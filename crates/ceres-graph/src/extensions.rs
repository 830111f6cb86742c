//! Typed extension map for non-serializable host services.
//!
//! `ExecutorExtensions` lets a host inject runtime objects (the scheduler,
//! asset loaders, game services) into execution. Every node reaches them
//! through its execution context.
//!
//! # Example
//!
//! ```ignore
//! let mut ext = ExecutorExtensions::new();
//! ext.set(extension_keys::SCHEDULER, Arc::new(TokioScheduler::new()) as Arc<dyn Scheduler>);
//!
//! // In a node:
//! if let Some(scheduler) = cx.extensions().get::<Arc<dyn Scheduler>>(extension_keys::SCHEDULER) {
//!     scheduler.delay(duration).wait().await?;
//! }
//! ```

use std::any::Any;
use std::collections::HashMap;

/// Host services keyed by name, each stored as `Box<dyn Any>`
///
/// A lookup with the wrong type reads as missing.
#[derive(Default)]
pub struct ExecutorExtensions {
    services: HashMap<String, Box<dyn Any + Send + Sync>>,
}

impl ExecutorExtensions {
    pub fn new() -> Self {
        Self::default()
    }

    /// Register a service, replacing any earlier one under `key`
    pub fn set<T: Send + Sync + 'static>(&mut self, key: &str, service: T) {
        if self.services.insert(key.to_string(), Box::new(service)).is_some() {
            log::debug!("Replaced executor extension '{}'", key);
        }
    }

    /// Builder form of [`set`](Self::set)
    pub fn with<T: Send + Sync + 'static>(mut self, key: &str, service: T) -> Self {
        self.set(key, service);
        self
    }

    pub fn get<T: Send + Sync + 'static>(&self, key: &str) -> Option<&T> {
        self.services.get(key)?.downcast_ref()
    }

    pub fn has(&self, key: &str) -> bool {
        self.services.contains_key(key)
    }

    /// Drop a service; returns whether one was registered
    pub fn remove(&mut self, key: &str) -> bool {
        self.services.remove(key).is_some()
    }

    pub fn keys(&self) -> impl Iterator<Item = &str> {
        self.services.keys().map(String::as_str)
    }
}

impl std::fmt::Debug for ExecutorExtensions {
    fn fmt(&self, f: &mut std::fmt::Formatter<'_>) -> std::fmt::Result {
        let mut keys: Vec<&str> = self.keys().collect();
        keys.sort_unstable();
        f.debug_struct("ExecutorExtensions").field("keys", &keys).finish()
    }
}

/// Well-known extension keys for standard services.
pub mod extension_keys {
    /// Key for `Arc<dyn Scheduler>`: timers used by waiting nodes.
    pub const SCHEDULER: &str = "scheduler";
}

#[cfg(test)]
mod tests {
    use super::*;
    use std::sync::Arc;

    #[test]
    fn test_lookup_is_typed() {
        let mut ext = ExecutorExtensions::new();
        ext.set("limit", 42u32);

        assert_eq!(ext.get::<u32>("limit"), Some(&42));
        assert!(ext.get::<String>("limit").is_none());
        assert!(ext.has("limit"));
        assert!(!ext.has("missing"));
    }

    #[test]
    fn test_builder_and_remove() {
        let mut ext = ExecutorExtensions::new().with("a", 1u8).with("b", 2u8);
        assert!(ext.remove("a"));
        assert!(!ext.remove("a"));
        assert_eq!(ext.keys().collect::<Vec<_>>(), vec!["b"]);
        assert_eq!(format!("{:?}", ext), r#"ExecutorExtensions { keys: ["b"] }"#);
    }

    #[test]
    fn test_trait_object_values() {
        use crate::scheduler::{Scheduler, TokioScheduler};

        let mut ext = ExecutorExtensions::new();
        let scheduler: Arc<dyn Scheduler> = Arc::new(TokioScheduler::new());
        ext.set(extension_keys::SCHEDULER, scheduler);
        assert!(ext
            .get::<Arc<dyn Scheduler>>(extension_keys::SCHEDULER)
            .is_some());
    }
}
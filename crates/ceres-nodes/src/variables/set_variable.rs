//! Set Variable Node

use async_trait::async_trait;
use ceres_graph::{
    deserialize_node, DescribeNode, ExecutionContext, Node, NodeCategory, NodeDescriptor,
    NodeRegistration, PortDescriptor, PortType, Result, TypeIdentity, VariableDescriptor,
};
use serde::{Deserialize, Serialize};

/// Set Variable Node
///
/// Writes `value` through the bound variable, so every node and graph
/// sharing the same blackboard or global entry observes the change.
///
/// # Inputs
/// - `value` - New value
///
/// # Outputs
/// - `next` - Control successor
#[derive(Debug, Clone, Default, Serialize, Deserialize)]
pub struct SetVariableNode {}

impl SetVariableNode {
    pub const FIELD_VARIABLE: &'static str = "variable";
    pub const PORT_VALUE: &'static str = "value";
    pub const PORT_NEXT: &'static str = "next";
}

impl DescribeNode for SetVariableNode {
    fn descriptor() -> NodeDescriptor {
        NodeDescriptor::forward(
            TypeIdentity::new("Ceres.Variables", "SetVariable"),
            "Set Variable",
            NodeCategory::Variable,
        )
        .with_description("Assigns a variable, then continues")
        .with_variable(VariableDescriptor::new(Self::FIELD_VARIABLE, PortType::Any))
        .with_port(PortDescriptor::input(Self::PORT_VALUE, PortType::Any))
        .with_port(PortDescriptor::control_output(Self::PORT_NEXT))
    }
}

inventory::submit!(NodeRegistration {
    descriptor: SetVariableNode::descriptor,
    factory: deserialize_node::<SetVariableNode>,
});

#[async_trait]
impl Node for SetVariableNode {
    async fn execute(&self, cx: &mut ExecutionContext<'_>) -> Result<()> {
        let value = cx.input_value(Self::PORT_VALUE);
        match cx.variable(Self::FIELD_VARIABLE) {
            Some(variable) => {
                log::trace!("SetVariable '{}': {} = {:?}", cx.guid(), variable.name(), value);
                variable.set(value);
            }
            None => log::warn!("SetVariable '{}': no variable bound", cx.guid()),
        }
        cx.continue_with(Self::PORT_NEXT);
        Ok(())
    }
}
════════════════════
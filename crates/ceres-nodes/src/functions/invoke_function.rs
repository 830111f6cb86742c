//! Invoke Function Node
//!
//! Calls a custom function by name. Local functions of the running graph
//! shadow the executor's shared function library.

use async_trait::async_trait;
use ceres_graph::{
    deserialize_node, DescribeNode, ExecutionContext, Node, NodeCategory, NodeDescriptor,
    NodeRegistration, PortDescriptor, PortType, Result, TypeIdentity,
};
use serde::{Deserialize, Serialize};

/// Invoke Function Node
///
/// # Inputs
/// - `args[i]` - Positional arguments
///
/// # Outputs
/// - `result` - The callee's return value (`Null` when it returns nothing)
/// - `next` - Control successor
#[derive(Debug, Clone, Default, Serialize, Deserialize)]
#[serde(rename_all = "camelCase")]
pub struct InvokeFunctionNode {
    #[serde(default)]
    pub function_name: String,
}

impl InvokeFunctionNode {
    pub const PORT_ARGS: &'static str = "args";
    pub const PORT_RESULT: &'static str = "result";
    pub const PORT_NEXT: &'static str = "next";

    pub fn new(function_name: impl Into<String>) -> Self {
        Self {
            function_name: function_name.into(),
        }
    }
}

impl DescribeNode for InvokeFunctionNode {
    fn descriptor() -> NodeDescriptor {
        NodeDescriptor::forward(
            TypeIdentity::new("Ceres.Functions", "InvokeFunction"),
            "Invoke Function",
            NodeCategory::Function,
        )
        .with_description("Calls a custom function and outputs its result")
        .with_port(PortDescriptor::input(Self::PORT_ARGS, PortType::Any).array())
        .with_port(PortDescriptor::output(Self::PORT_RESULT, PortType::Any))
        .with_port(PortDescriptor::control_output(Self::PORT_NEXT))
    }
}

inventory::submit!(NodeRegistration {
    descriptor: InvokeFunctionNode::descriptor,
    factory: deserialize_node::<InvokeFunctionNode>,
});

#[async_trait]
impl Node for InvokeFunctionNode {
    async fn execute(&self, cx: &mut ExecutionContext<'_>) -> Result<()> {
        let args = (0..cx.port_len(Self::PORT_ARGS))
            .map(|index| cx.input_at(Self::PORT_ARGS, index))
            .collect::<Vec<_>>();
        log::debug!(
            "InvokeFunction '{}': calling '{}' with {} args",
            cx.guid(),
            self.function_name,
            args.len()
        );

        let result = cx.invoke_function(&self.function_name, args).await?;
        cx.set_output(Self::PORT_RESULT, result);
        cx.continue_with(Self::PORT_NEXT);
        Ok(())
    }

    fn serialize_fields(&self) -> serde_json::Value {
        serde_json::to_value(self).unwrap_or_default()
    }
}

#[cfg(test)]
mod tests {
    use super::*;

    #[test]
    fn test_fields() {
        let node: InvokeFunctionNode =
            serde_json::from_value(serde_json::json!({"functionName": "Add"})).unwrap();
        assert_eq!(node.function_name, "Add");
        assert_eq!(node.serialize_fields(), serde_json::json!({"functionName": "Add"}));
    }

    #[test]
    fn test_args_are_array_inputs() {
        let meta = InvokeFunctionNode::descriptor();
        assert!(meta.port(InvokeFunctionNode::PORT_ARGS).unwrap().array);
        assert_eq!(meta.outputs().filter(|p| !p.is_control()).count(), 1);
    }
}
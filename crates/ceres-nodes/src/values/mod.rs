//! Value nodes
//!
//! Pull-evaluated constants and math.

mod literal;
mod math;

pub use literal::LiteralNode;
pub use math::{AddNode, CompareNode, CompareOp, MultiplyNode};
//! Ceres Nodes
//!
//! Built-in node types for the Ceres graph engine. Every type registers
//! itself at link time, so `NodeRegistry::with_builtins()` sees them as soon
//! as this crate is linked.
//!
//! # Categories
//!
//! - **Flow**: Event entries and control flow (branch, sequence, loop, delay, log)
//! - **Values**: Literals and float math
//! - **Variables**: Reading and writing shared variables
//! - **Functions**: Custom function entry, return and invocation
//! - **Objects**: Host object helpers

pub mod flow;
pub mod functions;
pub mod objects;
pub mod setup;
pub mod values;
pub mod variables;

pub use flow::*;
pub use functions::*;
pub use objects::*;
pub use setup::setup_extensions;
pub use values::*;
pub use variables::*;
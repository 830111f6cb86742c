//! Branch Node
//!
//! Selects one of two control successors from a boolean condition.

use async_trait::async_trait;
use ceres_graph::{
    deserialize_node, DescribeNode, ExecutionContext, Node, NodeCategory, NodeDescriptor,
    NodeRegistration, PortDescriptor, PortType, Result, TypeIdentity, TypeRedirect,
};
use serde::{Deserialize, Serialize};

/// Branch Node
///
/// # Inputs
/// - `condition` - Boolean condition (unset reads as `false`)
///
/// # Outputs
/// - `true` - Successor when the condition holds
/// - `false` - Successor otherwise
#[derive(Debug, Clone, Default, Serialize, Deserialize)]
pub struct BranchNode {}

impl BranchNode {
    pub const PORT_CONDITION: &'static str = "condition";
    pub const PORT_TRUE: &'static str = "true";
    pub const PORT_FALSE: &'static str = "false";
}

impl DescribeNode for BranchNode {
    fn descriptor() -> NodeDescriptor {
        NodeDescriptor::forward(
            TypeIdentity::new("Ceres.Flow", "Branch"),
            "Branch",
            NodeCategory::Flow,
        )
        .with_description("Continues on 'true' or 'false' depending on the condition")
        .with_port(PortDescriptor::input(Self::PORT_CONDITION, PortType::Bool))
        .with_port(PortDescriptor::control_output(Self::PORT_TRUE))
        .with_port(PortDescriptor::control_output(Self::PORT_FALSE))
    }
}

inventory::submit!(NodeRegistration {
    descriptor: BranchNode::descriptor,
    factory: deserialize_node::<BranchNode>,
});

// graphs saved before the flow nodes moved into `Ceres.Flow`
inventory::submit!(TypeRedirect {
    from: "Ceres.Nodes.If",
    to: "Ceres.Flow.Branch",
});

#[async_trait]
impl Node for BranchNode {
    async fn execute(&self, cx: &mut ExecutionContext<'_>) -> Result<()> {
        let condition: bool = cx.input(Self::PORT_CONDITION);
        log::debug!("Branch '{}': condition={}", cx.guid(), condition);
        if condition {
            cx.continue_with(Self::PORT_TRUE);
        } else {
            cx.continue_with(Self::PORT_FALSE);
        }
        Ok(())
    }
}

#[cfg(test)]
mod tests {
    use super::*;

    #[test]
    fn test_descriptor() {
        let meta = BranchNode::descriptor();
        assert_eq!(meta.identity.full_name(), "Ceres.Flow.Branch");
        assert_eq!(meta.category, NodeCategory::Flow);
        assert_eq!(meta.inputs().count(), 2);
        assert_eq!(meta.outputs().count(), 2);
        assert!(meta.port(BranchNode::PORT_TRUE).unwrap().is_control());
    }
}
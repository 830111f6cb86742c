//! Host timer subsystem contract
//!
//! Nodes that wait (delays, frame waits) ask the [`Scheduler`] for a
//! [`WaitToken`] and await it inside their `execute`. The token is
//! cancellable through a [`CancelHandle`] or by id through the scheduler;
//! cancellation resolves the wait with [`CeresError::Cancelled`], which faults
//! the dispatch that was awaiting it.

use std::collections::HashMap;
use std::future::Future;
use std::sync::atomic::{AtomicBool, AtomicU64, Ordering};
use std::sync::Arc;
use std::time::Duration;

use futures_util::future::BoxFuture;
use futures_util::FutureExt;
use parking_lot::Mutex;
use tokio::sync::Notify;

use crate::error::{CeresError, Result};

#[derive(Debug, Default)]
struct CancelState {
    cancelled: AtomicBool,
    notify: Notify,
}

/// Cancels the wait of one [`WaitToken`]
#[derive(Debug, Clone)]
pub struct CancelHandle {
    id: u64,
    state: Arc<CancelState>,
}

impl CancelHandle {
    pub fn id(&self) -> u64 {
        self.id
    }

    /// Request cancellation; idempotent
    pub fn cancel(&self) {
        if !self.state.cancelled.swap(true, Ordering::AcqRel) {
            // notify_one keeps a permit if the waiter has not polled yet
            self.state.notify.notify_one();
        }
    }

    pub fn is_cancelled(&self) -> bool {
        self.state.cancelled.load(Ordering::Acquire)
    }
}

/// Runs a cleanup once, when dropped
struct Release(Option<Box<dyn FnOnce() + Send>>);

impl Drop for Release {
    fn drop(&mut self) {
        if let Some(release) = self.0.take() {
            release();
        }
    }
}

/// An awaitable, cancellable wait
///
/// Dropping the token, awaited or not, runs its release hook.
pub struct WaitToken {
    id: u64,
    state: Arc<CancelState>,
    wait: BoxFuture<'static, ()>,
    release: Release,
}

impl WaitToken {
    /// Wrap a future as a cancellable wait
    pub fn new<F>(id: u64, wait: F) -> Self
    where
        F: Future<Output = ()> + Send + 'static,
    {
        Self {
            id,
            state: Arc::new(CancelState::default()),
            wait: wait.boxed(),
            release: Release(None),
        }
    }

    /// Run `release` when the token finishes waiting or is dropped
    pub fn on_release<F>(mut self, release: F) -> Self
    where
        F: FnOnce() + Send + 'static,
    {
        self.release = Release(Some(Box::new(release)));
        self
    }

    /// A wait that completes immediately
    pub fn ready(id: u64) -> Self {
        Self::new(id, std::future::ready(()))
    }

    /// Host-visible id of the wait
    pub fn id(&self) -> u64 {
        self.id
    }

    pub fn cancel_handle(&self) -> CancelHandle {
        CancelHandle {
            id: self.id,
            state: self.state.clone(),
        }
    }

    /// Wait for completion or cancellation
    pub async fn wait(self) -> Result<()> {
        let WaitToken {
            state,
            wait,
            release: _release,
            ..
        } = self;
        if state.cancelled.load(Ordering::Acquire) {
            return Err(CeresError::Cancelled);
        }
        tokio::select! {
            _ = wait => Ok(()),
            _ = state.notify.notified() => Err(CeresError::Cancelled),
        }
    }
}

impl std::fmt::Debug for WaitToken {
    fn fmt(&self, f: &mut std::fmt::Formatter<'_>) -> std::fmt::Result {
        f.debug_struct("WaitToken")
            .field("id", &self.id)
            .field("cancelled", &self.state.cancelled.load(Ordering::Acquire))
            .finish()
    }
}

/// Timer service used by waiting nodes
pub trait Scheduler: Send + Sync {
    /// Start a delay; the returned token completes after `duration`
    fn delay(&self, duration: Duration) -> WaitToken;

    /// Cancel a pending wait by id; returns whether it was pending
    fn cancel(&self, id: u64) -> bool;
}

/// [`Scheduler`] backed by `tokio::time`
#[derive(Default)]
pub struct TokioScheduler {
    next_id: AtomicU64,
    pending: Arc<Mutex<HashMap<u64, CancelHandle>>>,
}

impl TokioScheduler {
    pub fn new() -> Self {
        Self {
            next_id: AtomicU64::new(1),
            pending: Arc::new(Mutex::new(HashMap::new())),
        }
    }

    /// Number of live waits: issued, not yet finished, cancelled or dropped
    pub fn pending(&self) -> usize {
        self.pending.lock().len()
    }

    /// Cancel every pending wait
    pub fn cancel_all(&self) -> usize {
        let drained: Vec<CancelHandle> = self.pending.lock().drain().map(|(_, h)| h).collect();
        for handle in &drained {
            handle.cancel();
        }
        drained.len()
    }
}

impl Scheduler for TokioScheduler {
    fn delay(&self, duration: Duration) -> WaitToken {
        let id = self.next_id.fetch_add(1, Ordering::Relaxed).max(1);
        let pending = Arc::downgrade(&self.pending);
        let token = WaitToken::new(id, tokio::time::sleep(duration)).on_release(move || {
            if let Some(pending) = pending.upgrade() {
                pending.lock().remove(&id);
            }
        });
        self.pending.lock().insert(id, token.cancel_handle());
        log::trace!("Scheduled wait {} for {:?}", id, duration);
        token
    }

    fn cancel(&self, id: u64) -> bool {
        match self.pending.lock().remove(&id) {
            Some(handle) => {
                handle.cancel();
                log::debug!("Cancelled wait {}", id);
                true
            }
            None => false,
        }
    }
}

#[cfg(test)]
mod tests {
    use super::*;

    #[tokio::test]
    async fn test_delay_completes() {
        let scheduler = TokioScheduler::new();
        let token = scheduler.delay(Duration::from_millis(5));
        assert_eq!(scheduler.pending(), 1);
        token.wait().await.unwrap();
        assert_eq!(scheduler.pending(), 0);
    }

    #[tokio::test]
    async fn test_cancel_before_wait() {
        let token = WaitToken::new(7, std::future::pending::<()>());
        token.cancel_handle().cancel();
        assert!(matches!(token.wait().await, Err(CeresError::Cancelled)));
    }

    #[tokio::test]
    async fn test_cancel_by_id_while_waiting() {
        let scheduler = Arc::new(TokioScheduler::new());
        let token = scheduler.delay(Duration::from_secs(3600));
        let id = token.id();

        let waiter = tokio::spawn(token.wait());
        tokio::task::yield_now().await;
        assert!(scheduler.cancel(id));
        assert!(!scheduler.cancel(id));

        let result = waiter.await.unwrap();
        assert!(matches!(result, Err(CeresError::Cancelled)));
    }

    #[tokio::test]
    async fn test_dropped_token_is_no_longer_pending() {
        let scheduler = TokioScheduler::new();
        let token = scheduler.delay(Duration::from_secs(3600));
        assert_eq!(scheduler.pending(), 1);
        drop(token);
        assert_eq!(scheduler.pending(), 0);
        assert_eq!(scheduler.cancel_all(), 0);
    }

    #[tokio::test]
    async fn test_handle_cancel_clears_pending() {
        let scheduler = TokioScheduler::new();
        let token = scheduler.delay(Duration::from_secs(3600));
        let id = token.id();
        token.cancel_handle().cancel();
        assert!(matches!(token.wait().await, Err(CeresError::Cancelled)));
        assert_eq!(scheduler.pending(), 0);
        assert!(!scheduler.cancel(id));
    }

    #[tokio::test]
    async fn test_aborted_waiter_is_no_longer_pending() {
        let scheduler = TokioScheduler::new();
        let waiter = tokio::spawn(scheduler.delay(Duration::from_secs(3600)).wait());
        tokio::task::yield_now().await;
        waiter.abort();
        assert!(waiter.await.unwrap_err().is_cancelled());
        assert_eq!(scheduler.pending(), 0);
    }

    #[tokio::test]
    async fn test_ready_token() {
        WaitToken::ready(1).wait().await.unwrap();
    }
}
════════════════════
**Task description**
Pull every line containing the word "cancellable" out of the listing.

**Output**
//! cancellable through a [`CancelHandle`] or by id through the scheduler;
/// An awaitable, cancellable wait
    /// Wrap a future as a cancellable wait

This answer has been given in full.